Roman Squash Blossoms

The Batter:

1/2 cup flour

1/2 teaspoon salt

1 cup sparkling water (San Pellegrino)

The Blossoms:

1/4 lb. mild firm cheese like Gouda, cut to fit inside the flowers

16 large squash blossoms, washed (male: with no attached squash)

Vegetable oil for frying


1. Prepare the batter first. Sift together dry ingredients, then whisk in cold water until smooth. Cover and set in the refrigerator for 30 minutes. Leftover batter can be stored for up to two days. If it is too thick after refrigeration, add a few drops of water to return to original consistency.

2. Meanwhile, prepare the squash blossoms. Open the blossoms, remove the stamens, and place the pieces of cheese inside. Twist the top of each blossom together to close. Place on a baking sheet and refrigerate for 15 minutes.

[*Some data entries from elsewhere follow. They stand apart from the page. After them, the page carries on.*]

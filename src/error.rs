use thiserror::Error;

use crate::node::NodeId;

#[derive(Debug, Clone, Copy, PartialEq, Eq, Error)]
pub enum Error {
    #[error("key not found")]
    KeyNotFound,
}

/// First broken invariant found by `AvlTree::check_invariants`.
#[derive(Debug, Clone, Copy, PartialEq, Eq, Error)]
pub enum InvariantViolation {
    #[error("node {node} breaks search order")]
    Unordered { node: NodeId },
    #[error("node {node} has height difference {diff}")]
    Unbalanced { node: NodeId, diff: i32 },
    #[error("node {node} stores balance {stored} but its height difference is {actual}")]
    BalanceDrift {
        node: NodeId,
        stored: i8,
        actual: i32,
    },
    #[error("node {node} does not point back to its parent")]
    BrokenParentLink { node: NodeId },
    #[error("tree reports {reported} entries but holds {reachable}")]
    LenMismatch { reported: usize, reachable: usize },
}
impl<K, V, Config: ConfigT> AvlTree<K, V, Config> {
    pub fn create() -> Self {
        AvlTree {
            tree: BinarySearchTree::new(),
            debug_writer: None,
            _config: PhantomData,
        }
    }

    /// Trace lines go to `writer` instead of stderr. Only written when
    /// `Config::DEBUG` is set.
    pub fn create_with_debug_writer<Writer: fmt::Write + 'static>(writer: Writer) -> Self {
        AvlTree {
            tree: BinarySearchTree::new(),
            debug_writer: Some(RefCell::new(Box::new(writer))),
            _config: PhantomData,
        }
    }

    pub fn as_bst(&self) -> &BinarySearchTree<K, V> {
        &self.tree
    }

    pub fn len(&self) -> usize {
        self.tree.len()
    }

    pub fn is_empty(&self) -> bool {
        self.tree.is_empty()
    }

    pub fn clear(&mut self) {
        self.tree.clear();
    }

    pub fn root(&self) -> Option<NodeId> {
        self.tree.root()
    }

    pub fn node(&self, id: NodeId) -> Option<&Node<K, V>> {
        self.tree.node(id)
    }

    pub fn predecessor(&self, id: NodeId) -> Option<NodeId> {
        self.tree.predecessor(id)
    }

    pub fn successor(&self, id: NodeId) -> Option<NodeId> {
        self.tree.successor(id)
    }

    pub fn first(&self) -> Option<(&K, &V)> {
        self.tree.first()
    }

    pub fn last(&self) -> Option<(&K, &V)> {
        self.tree.last()
    }

    pub fn iter(&self) -> Iter<'_, K, V> {
        self.tree.iter()
    }

    pub fn keys(&self) -> impl Iterator<Item = &K> + '_ {
        self.tree.keys()
    }

    pub fn values(&self) -> impl Iterator<Item = &V> + '_ {
        self.tree.values()
    }

    /// -1 for an empty tree.
    pub fn height(&self) -> i32 {
        self.tree.height()
    }

    /// Verifies order, balance, stored balance factors, parent links and the
    /// entry count by walking the whole tree.
    pub fn check_invariants(&self) -> Result<(), InvariantViolation>
    where
        K: Ord,
    {
        let mut reachable = 0;
        if let Some(root) = self.tree.root() {
            if self.tree.parent(root).is_some() {
                return Err(InvariantViolation::BrokenParentLink { node: root });
            }
            self.check_subtree(root, None, None, &mut reachable)?;
        }
        if reachable != self.len() {
            return Err(InvariantViolation::LenMismatch {
                reported: self.len(),
                reachable,
            });
        }
        Ok(())
    }

    fn check_subtree<'a>(
        &'a self,
        id: NodeId,
        lower: Option<&'a K>,
        upper: Option<&'a K>,
        reachable: &mut usize,
    ) -> Result<i32, InvariantViolation>
    where
        K: Ord,
    {
        let node = self
            .tree
            .node(id)
            .ok_or(InvariantViolation::BrokenParentLink { node: id })?;
        *reachable += 1;
        if lower.is_some_and(|lower| node.key() <= lower)
            || upper.is_some_and(|upper| node.key() >= upper)
        {
            return Err(InvariantViolation::Unordered { node: id });
        }

        let mut heights = [-1, -1];
        for (i, child) in [node.left(), node.right()].into_iter().enumerate() {
            let Some(child) = child else { continue };
            if self.tree.parent(child) != Some(id) {
                return Err(InvariantViolation::BrokenParentLink { node: child });
            }
            let (lo, hi) = if i == 0 {
                (lower, Some(node.key()))
            } else {
                (Some(node.key()), upper)
            };
            heights[i] = self.check_subtree(child, lo, hi, reachable)?;
        }

        let diff = heights[1] - heights[0];
        if diff.abs() > 1 {
            return Err(InvariantViolation::Unbalanced { node: id, diff });
        }
        if diff != node.balance() as i32 {
            return Err(InvariantViolation::BalanceDrift {
                node: id,
                stored: node.balance(),
                actual: diff,
            });
        }
        Ok(1 + max(heights[0], heights[1]))
    }

    fn check_after(&self, op: &str)
    where
        K: Ord,
    {
        if Config::CHECK_INVARIANTS {
            if let Err(violation) = self.check_invariants() {
                panic!("invariant violated after {}: {}", op, violation);
            }
        }
    }

    /// Lifts `pivot`'s right child into its place. Balances are left to the
    /// caller.
    fn rotate_left(&mut self, pivot: NodeId) -> NodeId {
        debug!(self.debug_writer, "rotate left at {}", pivot);
        let new_root = self.tree.right(pivot).expect("rotate_left on None");
        let inner = self.tree.left(new_root);
        let position = self.tree.position(pivot);

        self.tree.replace_child(position, Some(new_root));
        self.tree.set_left(new_root, Some(pivot));
        self.tree.set_parent(pivot, Some(new_root));
        self.tree.set_right(pivot, inner);
        if let Some(inner) = inner {
            self.tree.set_parent(inner, Some(pivot));
        }
        new_root
    }

    fn rotate_right(&mut self, pivot: NodeId) -> NodeId {
        debug!(self.debug_writer, "rotate right at {}", pivot);
        let new_root = self.tree.left(pivot).expect("rotate_right on None");
        let inner = self.tree.right(new_root);
        let position = self.tree.position(pivot);

        self.tree.replace_child(position, Some(new_root));
        self.tree.set_right(new_root, Some(pivot));
        self.tree.set_parent(pivot, Some(new_root));
        self.tree.set_left(pivot, inner);
        if let Some(inner) = inner {
            self.tree.set_parent(inner, Some(pivot));
        }
        new_root
    }

    /// Rotates the child on side `lift` up over `pivot`.
    fn rotate(&mut self, pivot: NodeId, lift: Side) -> NodeId {
        match lift {
            Side::Left => self.rotate_right(pivot),
            Side::Right => self.rotate_left(pivot),
        }
    }

    /// Double rotation lifting `grandchild` (the inner child of `child`, which
    /// hangs on the `heavy` side of `top`) over both. Final balances depend on
    /// the grandchild's balance before the rotation.
    fn double_rotate(&mut self, top: NodeId, child: NodeId, heavy: Side) -> NodeId {
        let grandchild = self
            .tree
            .child(child, heavy.reverse())
            .expect("inner grandchild of a double rotation");
        let pivot_balance = self.tree.balance(grandchild);
        self.rotate(child, heavy.reverse());
        self.rotate(top, heavy);

        let d = heavy.balance_delta();
        let (child_balance, top_balance) = match pivot_balance {
            b if b == d => (0, -d),
            b if b == -d => (d, 0),
            _ => (0, 0),
        };
        self.tree.set_balance(child, child_balance);
        self.tree.set_balance(top, top_balance);
        self.tree.set_balance(grandchild, 0);
        grandchild
    }

    /// Position swap that also trades balance factors, since a balance factor
    /// describes the position and not the key.
    fn node_swap(&mut self, a: NodeId, b: NodeId) {
        self.tree.node_swap(a, b);
        let (balance_a, balance_b) = (self.tree.balance(a), self.tree.balance(b));
        self.tree.set_balance(a, balance_b);
        self.tree.set_balance(b, balance_a);
    }

    fn insert_fix(&mut self, new: NodeId) {
        let mut child = new;
        while let Some((parent, side)) = self.tree.position(child) {
            let balance = self.tree.balance(parent) + side.balance_delta();
            match balance {
                0 => {
                    self.tree.set_balance(parent, 0);
                    debug!(self.debug_writer, "{}: balance 0, stop", parent);
                    return;
                }
                -1 | 1 => {
                    self.tree.set_balance(parent, balance);
                    debug!(self.debug_writer, "{}: balance {}, height grew", parent, balance);
                    child = parent;
                }
                _ => {
                    debug!(self.debug_writer, "{}: balance {}, rotating", parent, balance);
                    // `child` grew, so it leans to the side it grew on; leaning
                    // the same way as `parent` means an outer case.
                    if self.tree.balance(child) == side.balance_delta() {
                        self.rotate(parent, side);
                        self.tree.set_balance(parent, 0);
                        self.tree.set_balance(child, 0);
                    } else {
                        self.double_rotate(parent, child, side);
                    }
                    return;
                }
            }
        }
    }

    /// `diff` is the balance change of `node` caused by one of its subtrees
    /// shrinking: +1 when the left side shrank, -1 for the right side.
    fn remove_fix(&mut self, mut node: NodeId, mut diff: i8) {
        loop {
            let position = self.tree.position(node);
            let balance = self.tree.balance(node) + diff;
            let subtree_root = match balance {
                -1 | 1 => {
                    self.tree.set_balance(node, balance);
                    debug!(self.debug_writer, "{}: balance {}, stop", node, balance);
                    return;
                }
                0 => {
                    self.tree.set_balance(node, 0);
                    debug!(self.debug_writer, "{}: balance 0, height shrank", node);
                    node
                }
                _ => {
                    debug!(self.debug_writer, "{}: balance {}, rotating", node, balance);
                    let heavy = if balance > 0 { Side::Right } else { Side::Left };
                    let d = heavy.balance_delta();
                    let sibling = self
                        .tree
                        .child(node, heavy)
                        .expect("heavy side of an unbalanced node is non-empty");
                    let sibling_balance = self.tree.balance(sibling);
                    if sibling_balance == 0 {
                        // height unchanged
                        self.rotate(node, heavy);
                        self.tree.set_balance(sibling, -d);
                        self.tree.set_balance(node, d);
                        return;
                    } else if sibling_balance == d {
                        self.rotate(node, heavy);
                        self.tree.set_balance(sibling, 0);
                        self.tree.set_balance(node, 0);
                        sibling
                    } else {
                        self.double_rotate(node, sibling, heavy)
                    }
                }
            };
            match position {
                None => return,
                Some((parent, side)) => {
                    debug!(self.debug_writer, "{}: subtree shrank under {}", subtree_root, parent);
                    node = parent;
                    diff = -side.balance_delta();
                }
            }
        }
    }
}
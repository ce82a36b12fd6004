//! Leaf-depth check over a plain, unbalanced binary tree. Unrelated to the
//! AVL map: no ordering, no balance, owned boxed children.

pub struct TreeNode<T> {
    pub value: T,
    pub left: Option<Box<TreeNode<T>>>,
    pub right: Option<Box<TreeNode<T>>>,
}

impl<T> TreeNode<T> {
    pub fn leaf(value: T) -> Self {
        TreeNode {
            value,
            left: None,
            right: None,
        }
    }

    pub fn with_children(value: T, left: Option<TreeNode<T>>, right: Option<TreeNode<T>>) -> Self {
        TreeNode {
            value,
            left: left.map(Box::new),
            right: right.map(Box::new),
        }
    }
}

/// True when every root-to-leaf path has the same length. A node with a
/// single child is not a leaf, so only its child's paths count.
pub fn equal_paths<T>(root: Option<&TreeNode<T>>) -> bool {
    fn leaves_at<T>(node: &TreeNode<T>, depth: usize, leaf_depth: &mut Option<usize>) -> bool {
        match (&node.left, &node.right) {
            (None, None) => match *leaf_depth {
                Some(expected) => expected == depth,
                None => {
                    *leaf_depth = Some(depth);
                    true
                }
            },
            (left, right) => [left, right]
                .into_iter()
                .flatten()
                .all(|child| leaves_at(child, depth + 1, leaf_depth)),
        }
    }
    root.map_or(true, |root| leaves_at(root, 0, &mut None))
}

#[cfg(test)]
mod tests {
    use super::*;

    fn node(left: Option<TreeNode<u32>>, right: Option<TreeNode<u32>>) -> TreeNode<u32> {
        TreeNode::with_children(0, left, right)
    }

    fn leaf() -> Option<TreeNode<u32>> {
        Some(TreeNode::leaf(0))
    }

    #[test]
    fn trivial_trees() {
        assert!(equal_paths::<u32>(None));
        assert!(equal_paths(Some(&TreeNode::leaf(1))));
    }

    #[test]
    fn single_child_chains() {
        let tree = node(Some(node(leaf(), None)), None);
        assert!(equal_paths(Some(&tree)));
    }

    #[test]
    fn full_tree() {
        let tree = node(Some(node(leaf(), leaf())), Some(node(leaf(), leaf())));
        assert!(equal_paths(Some(&tree)));
    }

    #[test]
    fn uneven_leaves() {
        let tree = node(leaf(), Some(node(leaf(), None)));
        assert!(!equal_paths(Some(&tree)));

        let tree = node(Some(node(leaf(), None)), Some(node(None, leaf())));
        assert!(equal_paths(Some(&tree)));

        let tree = node(Some(node(leaf(), leaf())), Some(node(Some(node(leaf(), None)), None)));
        assert!(!equal_paths(Some(&tree)));
    }
}
//! Courtline Core - NBA moneyline edge detection.
//!
//! This module provides:
//! - Season stats and schedule acquisition (basketball-reference HTML tables)
//! - Historical game cleaning and the stats join that builds the training table
//! - Feature engineering with an explicitly tracked schema
//! - A calibrated home-win probability model
//! - American/decimal odds conversion and per-side EV computation
//! - Fuzzy team-name matching between odds feeds and the stats table

mod error;
mod types;

pub mod clients;
pub mod config;
pub mod evaluate;
pub mod features;
pub mod odds;
pub mod processing;
pub mod utils;
pub mod win_prob;

pub use config::EngineConfig;
pub use error::{CoreError, Result};
pub use types::*;
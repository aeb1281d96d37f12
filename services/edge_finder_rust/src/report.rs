//! Console table and CSV persistence for evaluation results.

use std::path::{Path, PathBuf};

use anyhow::Result;
use chrono::Local;
use courtline_rust_core::EvaluationResult;

const CSV_HEADER: &[&str] = &[
    "Matchup",
    "Bet",
    "Odds",
    "Model_Prob",
    "Market_Prob",
    "EV%",
    "EV",
    "Signal",
];

fn signal_label(result: &EvaluationResult) -> &'static str {
    if result.signal {
        "BET"
    } else {
        "no edge"
    }
}

/// Print the ranked slate as an aligned table.
pub fn print_table(results: &[EvaluationResult]) {
    println!(
        "{:<42} {:<26} {:>6} {:>10} {:>11} {:>8} {:>9}  Signal",
        "Matchup", "Bet", "Odds", "Model_Prob", "Market_Prob", "EV%", "EV"
    );
    for result in results {
        println!(
            "{:<42} {:<26} {:>+6} {:>10.4} {:>11.4} {:>7.2}% {:>9.4}  {}",
            result.matchup,
            result.bet,
            result.odds,
            result.model_prob,
            result.market_prob,
            result.ev * 100.0,
            result.ev,
            signal_label(result)
        );
    }
}

/// Write the slate to `nba_bets_<timestamp>.csv` in the working directory
/// and return the path.
pub fn write_csv(results: &[EvaluationResult]) -> Result<PathBuf> {
    let name = format!("nba_bets_{}.csv", Local::now().format("%Y%m%d_%H%M%S"));
    write_csv_to(Path::new("."), &name, results)
}

fn write_csv_to(dir: &Path, name: &str, results: &[EvaluationResult]) -> Result<PathBuf> {
    let path = dir.join(name);
    let mut writer = csv::Writer::from_path(&path)?;
    writer.write_record(CSV_HEADER)?;
    for result in results {
        writer.write_record(&[
            result.matchup.clone(),
            result.bet.clone(),
            format!("{:+}", result.odds),
            format!("{:.4}", result.model_prob),
            format!("{:.4}", result.market_prob),
            format!("{:.2}", result.ev * 100.0),
            format!("{:.4}", result.ev),
            signal_label(result).to_string(),
        ])?;
    }
    writer.flush()?;
    Ok(path)
}
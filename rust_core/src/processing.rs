//! Schedule cleaning and the stats join that builds the training table.
//!
//! Both steps are pure functions over already-collected data. Row drops are
//! counted and logged so a shrinking training set is visible in the run log.

use std::collections::HashMap;

use chrono::NaiveDate;
use tracing::{info, warn};

use crate::error::{CoreError, Result};
use crate::types::{HistoricalGame, RawScheduleRow, TeamSeasonStats, TrainingRecord};
use crate::utils::matching::normalize_team_name;

/// Schedule dates come as basketball-reference's "Tue, Oct 22, 2024" or ISO.
fn parse_game_date(raw: &str) -> Option<NaiveDate> {
    let raw = raw.trim();
    NaiveDate::parse_from_str(raw, "%a, %b %d, %Y")
        .or_else(|_| NaiveDate::parse_from_str(raw, "%Y-%m-%d"))
        .ok()
}

/// Clean raw schedule rows into labeled historical games.
///
/// A row with a missing or non-numeric point cell is a game that has not
/// been played and is dropped. Team names are normalized here, before any
/// join or match downstream.
pub fn clean_schedule(rows: &[RawScheduleRow]) -> Vec<HistoricalGame> {
    let mut games = Vec::with_capacity(rows.len());
    let mut not_played = 0usize;
    let mut malformed = 0usize;

    for row in rows {
        let Some(date) = parse_game_date(&row.date) else {
            malformed += 1;
            continue;
        };
        let visitor = normalize_team_name(&row.visitor);
        let home = normalize_team_name(&row.home);
        if visitor.is_empty() || home.is_empty() {
            malformed += 1;
            continue;
        }
        let (Ok(visitor_pts), Ok(home_pts)) = (
            row.visitor_pts.trim().parse::<u32>(),
            row.home_pts.trim().parse::<u32>(),
        ) else {
            not_played += 1;
            continue;
        };
        games.push(HistoricalGame {
            date,
            visitor,
            home,
            visitor_pts,
            home_pts,
            home_win: home_pts > visitor_pts,
        });
    }

    info!(
        completed = games.len(),
        not_played, malformed, "cleaned schedule rows"
    );
    games
}

/// Inner join of completed games with both sides' season stats, keyed on
/// normalized team names.
///
/// Games whose teams are missing from the stats table are excluded; the
/// usable-row count is logged post-hoc and is deterministic for fixed
/// inputs. Zero usable rows is an error, not an empty table.
pub fn build_training_table(
    games: &[HistoricalGame],
    stats: &[TeamSeasonStats],
) -> Result<Vec<TrainingRecord>> {
    let mut by_name: HashMap<String, &TeamSeasonStats> = HashMap::with_capacity(stats.len());
    for team_stats in stats {
        if !team_stats.is_usable() {
            warn!(team = %team_stats.team, "dropping stats row with non-finite ratings");
            continue;
        }
        let key = normalize_team_name(&team_stats.team);
        if by_name.insert(key, team_stats).is_some() {
            warn!(team = %team_stats.team, "duplicate team in stats table, keeping last row");
        }
    }

    let mut records = Vec::with_capacity(games.len());
    let mut unmatched = 0usize;
    for game in games {
        match (by_name.get(game.visitor.as_str()), by_name.get(game.home.as_str())) {
            (Some(visitor_stats), Some(home_stats)) => records.push(TrainingRecord {
                game: game.clone(),
                visitor_stats: (*visitor_stats).clone(),
                home_stats: (*home_stats).clone(),
            }),
            _ => unmatched += 1,
        }
    }

    info!(
        usable = records.len(),
        unmatched, "joined schedule with season stats"
    );
    if records.is_empty() {
        return Err(CoreError::NoTrainingData);
    }
    Ok(records)
}
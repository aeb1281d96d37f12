//! Runtime configuration.
//!
//! Every tunable that gates a decision lives here instead of inline in the
//! engine. Defaults are documented constants; each can be overridden via an
//! environment variable.

use std::env;

/// Season year to scrape (e.g. 2026 for the 2025-26 season).
pub const DEFAULT_SEASON_YEAR: u16 = 2026;

/// Minimum similarity for a fuzzy team-name match to be accepted.
pub const DEFAULT_FUZZY_MATCH_THRESHOLD: f64 = 0.6;

/// Win probabilities are clipped to this band to avoid overconfident
/// extremes from a small training sample.
pub const DEFAULT_PROB_CLIP_MIN: f64 = 0.15;
pub const DEFAULT_PROB_CLIP_MAX: f64 = 0.85;

/// Pairwise |Pearson r| above which one feature of the pair is pruned.
pub const DEFAULT_CORRELATION_THRESHOLD: f64 = 0.85;

/// EV at or above this classifies a side as a recommended bet in reports.
pub const DEFAULT_EV_THRESHOLD: f64 = 0.02;

/// Fraction of training rows held out for the accuracy log line.
pub const DEFAULT_HOLDOUT_FRACTION: f64 = 0.2;

/// Pause range in seconds between successive schedule-page fetches.
pub const DEFAULT_REQUEST_PAUSE_SECS: (f64, f64) = (3.0, 5.0);

#[derive(Debug, Clone)]
pub struct EngineConfig {
    pub season_year: u16,
    pub fuzzy_match_threshold: f64,
    pub prob_clip_min: f64,
    pub prob_clip_max: f64,
    pub correlation_threshold: f64,
    pub ev_threshold: f64,
    pub holdout_fraction: f64,
    pub request_pause_secs: (f64, f64),
}

impl Default for EngineConfig {
    fn default() -> Self {
        Self {
            season_year: DEFAULT_SEASON_YEAR,
            fuzzy_match_threshold: DEFAULT_FUZZY_MATCH_THRESHOLD,
            prob_clip_min: DEFAULT_PROB_CLIP_MIN,
            prob_clip_max: DEFAULT_PROB_CLIP_MAX,
            correlation_threshold: DEFAULT_CORRELATION_THRESHOLD,
            ev_threshold: DEFAULT_EV_THRESHOLD,
            holdout_fraction: DEFAULT_HOLDOUT_FRACTION,
            request_pause_secs: DEFAULT_REQUEST_PAUSE_SECS,
        }
    }
}

impl EngineConfig {
    /// Load configuration from environment variables with documented
    /// defaults. Unset or unparseable values fall back silently.
    pub fn from_env() -> Self {
        let defaults = Self::default();
        Self {
            season_year: env_parse("SEASON_YEAR", defaults.season_year),
            fuzzy_match_threshold: env_parse(
                "FUZZY_MATCH_THRESHOLD",
                defaults.fuzzy_match_threshold,
            )
            .clamp(0.0, 1.0),
            prob_clip_min: env_parse("PROB_CLIP_MIN", defaults.prob_clip_min),
            prob_clip_max: env_parse("PROB_CLIP_MAX", defaults.prob_clip_max),
            correlation_threshold: env_parse(
                "CORRELATION_THRESHOLD",
                defaults.correlation_threshold,
            ),
            ev_threshold: env_parse("EV_THRESHOLD", defaults.ev_threshold),
            holdout_fraction: env_parse("HOLDOUT_FRACTION", defaults.holdout_fraction)
                .clamp(0.0, 0.5),
            request_pause_secs: defaults.request_pause_secs,
        }
    }
}

fn env_parse<T: std::str::FromStr>(key: &str, default: T) -> T {
    env::var(key)
        .ok()
        .and_then(|v| v.parse::<T>().ok())
        .unwrap_or(default)
}

#[cfg(test)]
mod tests {
    use super::*;

    #[test]
    fn defaults_match_constants() {
        let cfg = EngineConfig::default();
        assert_eq!(cfg.season_year, DEFAULT_SEASON_YEAR);
        assert_eq!(cfg.fuzzy_match_threshold, DEFAULT_FUZZY_MATCH_THRESHOLD);
        assert_eq!(cfg.ev_threshold, DEFAULT_EV_THRESHOLD);
        assert!(cfg.prob_clip_min < cfg.prob_clip_max);
    }
}
//! Matchup evaluation: model probability against the market price.
//!
//! For each quoted matchup the engine resolves both team names against the
//! stats table, asks the model for the home-win probability, converts the
//! American prices, and emits one EV result per side. Unresolved matchups
//! are skipped with a reason and reported, never a crash.

use std::cmp::Ordering;
use std::collections::HashMap;

use tracing::{info, warn};

use crate::config::EngineConfig;
use crate::error::Result;
use crate::features::{build_features, FeatureSchema};
use crate::odds::{american_to_decimal, american_to_probability};
use crate::types::{EvaluationResult, OddsQuote, SkippedMatchup, TeamSeasonStats};
use crate::utils::matching::best_team_match;
use crate::win_prob::WinProbabilityModel;

/// Everything produced by evaluating one slate of quotes.
#[derive(Debug, Clone)]
pub struct SlateEvaluation {
    /// Priced sides, sorted by descending EV.
    pub results: Vec<EvaluationResult>,
    pub skipped: Vec<SkippedMatchup>,
}

/// `probability * decimal_odds - 1`. Positive means the price is better
/// than the model's fair value.
pub fn expected_value(probability: f64, decimal_odds: f64) -> f64 {
    probability * decimal_odds - 1.0
}

pub struct EvaluationEngine<'a> {
    config: &'a EngineConfig,
    model: &'a WinProbabilityModel,
    schema: &'a FeatureSchema,
    stats_by_name: HashMap<String, &'a TeamSeasonStats>,
    canonical_names: Vec<String>,
}

impl<'a> EvaluationEngine<'a> {
    pub fn new(
        config: &'a EngineConfig,
        stats: &'a [TeamSeasonStats],
        model: &'a WinProbabilityModel,
        schema: &'a FeatureSchema,
    ) -> Self {
        let usable: Vec<&TeamSeasonStats> = stats.iter().filter(|s| s.is_usable()).collect();
        let canonical_names: Vec<String> = usable.iter().map(|s| s.team.clone()).collect();
        let stats_by_name: HashMap<String, &TeamSeasonStats> =
            usable.into_iter().map(|s| (s.team.clone(), s)).collect();
        Self {
            config,
            model,
            schema,
            stats_by_name,
            canonical_names,
        }
    }

    /// Price both sides of every quote. Model misuse (untrained, wrong
    /// schema) aborts the run; everything matchup-local degrades to a skip.
    pub fn evaluate_slate(&self, quotes: &[OddsQuote]) -> Result<SlateEvaluation> {
        let mut results = Vec::with_capacity(quotes.len() * 2);
        let mut skipped = Vec::new();

        for quote in quotes {
            let matchup = quote.matchup_label();

            let Some(home_name) =
                best_team_match(&quote.home, &self.canonical_names, self.config.fuzzy_match_threshold)
            else {
                warn!(%matchup, team = %quote.home, "skipping matchup, home team unresolved");
                skipped.push(SkippedMatchup {
                    matchup,
                    reason: format!("no stats match for home team {:?}", quote.home),
                });
                continue;
            };
            let Some(visitor_name) = best_team_match(
                &quote.visitor,
                &self.canonical_names,
                self.config.fuzzy_match_threshold,
            ) else {
                warn!(%matchup, team = %quote.visitor, "skipping matchup, visitor unresolved");
                skipped.push(SkippedMatchup {
                    matchup,
                    reason: format!("no stats match for visitor {:?}", quote.visitor),
                });
                continue;
            };
            let (Some(home_stats), Some(visitor_stats)) = (
                self.stats_by_name.get(home_name),
                self.stats_by_name.get(visitor_name),
            ) else {
                skipped.push(SkippedMatchup {
                    matchup,
                    reason: "matched name missing from stats table".to_string(),
                });
                continue;
            };

            let row = build_features(home_stats, visitor_stats);
            let home_prob = self.model.predict_probability(&[row], self.schema)?[0];
            let visitor_prob = 1.0 - home_prob;
            info!(
                %matchup,
                home = home_name,
                visitor = visitor_name,
                home_prob,
                "matchup resolved"
            );

            results.push(self.side_result(&matchup, &quote.home, quote.home_moneyline, home_prob));
            results.push(self.side_result(
                &matchup,
                &quote.visitor,
                quote.visitor_moneyline,
                visitor_prob,
            ));
        }

        results.sort_by(|a, b| b.ev.partial_cmp(&a.ev).unwrap_or(Ordering::Equal));
        info!(
            priced = results.len(),
            skipped = skipped.len(),
            "slate evaluation complete"
        );
        Ok(SlateEvaluation { results, skipped })
    }

    fn side_result(
        &self,
        matchup: &str,
        team: &str,
        odds: i32,
        probability: f64,
    ) -> EvaluationResult {
        let ev = expected_value(probability, american_to_decimal(odds));
        EvaluationResult {
            matchup: matchup.to_string(),
            bet: team.to_string(),
            odds,
            model_prob: probability,
            market_prob: american_to_probability(odds),
            ev,
            signal: ev >= self.config.ev_threshold,
        }
    }
}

3. Pour the oil into a skillet to a depth of 1/2 inch. Heat over high heat until a small cube of bread dropped into the oil turns golden brown within seconds.

4. Briefly dip each stuffed blossom into the batter, then carefully slip into the hot oil. Cook until golden on all sides, about three minutes total cooking time. Add only as many blossoms at a time as will fit comfortably in the skillet. Transfer with a slotted utensil to paper towels to drain briefly.

5. Sprinkle with salt, if desired and serve immediately.